Saturday, May 21, 2011

A Good Weekend!


This photo has nothing to do with anything in the below post. . .but is IS of an NSWGR subject, the 5-ton goods crane at Gunning. April, 2009.


I actually accomplished quite a bit this past weekend. Fine-tuned a bunch of hand-built points that were giving me fits (adjustments of point gapping, wing rail/guardrail clearances and gauge issues on the diverging routes, all easily fixed with file and soldering iron). Painted trackage I'd put down last week in Gurley. Added the Blue Point controllers and control knobs. Glued down the ceiling tiles and sculpted them into a loading bank, as well as sculpted the scenery in Gurley, and covered it all with a layer of brownish-earth colored latex paint.

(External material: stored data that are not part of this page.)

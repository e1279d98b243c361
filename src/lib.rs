//! Celery协议兼容的任务队列：Worker进程装配与内置示例任务

pub mod common;
pub mod shutdown;
pub mod tasks;

pub use common::{
    build_adapters, build_client, build_worker, init_logging, load_config, run_worker,
    start_worker, Adapters, StartupConfig,
};
pub use shutdown::ShutdownManager;
use glam::Vec2;

use crate::math_utils::{rotate_around_pivot, screen_angle};

/// Remembers how far a tracked point sits from a pivot and at which angle, so
/// the point can be placed on its orbit for any absolute rotation angle.
///
/// The radius and phase are captured once when the rotator is created and are
/// never recomputed. The pivot is supplied on every call to `evaluate` which
/// lets the pivot move freely while the orbit keeps its shape. When the orbit
/// itself has to change a new rotator must be created.
#[derive(Copy, Clone, Debug, PartialEq)]
pub struct PivotRotator {
    /// Distance between the tracked point and the pivot.
    radius: f32,
    /// Angle in radians of the tracked point relative to the pivot, measured
    /// against the image's unrotated orientation.
    phase: f32,
}

impl PivotRotator {
    /// Create a rotator for `tracked` orbiting `pivot`.
    ///
    /// `image_angle_offset` is the rotation in degrees that the tracked image
    /// already has. It is removed from the phase so that `evaluate` called with
    /// that same angle returns `tracked`.
    ///
    /// A tracked point equal to the pivot produces a zero radius orbit that
    /// always evaluates to the pivot.
    pub fn new(tracked: Vec2, pivot: Vec2, image_angle_offset: f32) -> Self {
        Self {
            radius: tracked.distance(pivot),
            phase: screen_angle(tracked, pivot) - image_angle_offset.to_radians(),
        }
    }

    /// Get the position of the tracked point after rotating `angle_degrees`
    /// around `pivot`.
    pub fn evaluate(&self, angle_degrees: f32, pivot: Vec2) -> Vec2 {
        rotate_around_pivot(pivot, self.radius, angle_degrees.to_radians() + self.phase)
    }

    /// Get the distance between the tracked point and the pivot.
    pub fn radius(&self) -> f32 {
        self.radius
    }

    /// Get the starting angle of the tracked point in radians.
    pub fn phase(&self) -> f32 {
        self.phase
    }
}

And have removed three of the Fast Tracks "Bullfrog" switch controllers (reviewed here) that had, in the course of a year and a half and with little use, decided to become stubborn or downright inoperative. I'm guessing perhaps it has something to do with being made out of wood, which isn't as stable environmentally as plastic is. In any event, these have been shitcanned and replaced by Blue Points. I've just got one Bullfrog remaining in service, and when this one fails--as I suppose it soon will--I'll be rid of them (I think I've still got a half-dozen unopened somewhere under the layout).

The laundry list of "to-dos" on the layout before setting a running night is down to a precious few, and I'm well ahead of the late-June deadline I set myself.

Hoo-rah!

3 comments:

Wagonfreak said...

G'day Blair,

Any chance of a review of the Blue Points? They look like a good option.

Cheers

Chris

South Coast Rail said...

Hell - o Blair,
Nice to see you're still there.
great shot of the crane.
I'll send Kaye Dee over to do some shunting. She would fit in well at Gurley. She is the Head girlie shunter at Bega.
Bob

B. Kooistra said...

Chris, try this link:
http://northofnarrabri.blogspot.com/2009/08/first-installed-blue-point-controller.html

This was my initial review. That along with the one referenced in this posting were my reviews on the two commercial under-layout manual throw options.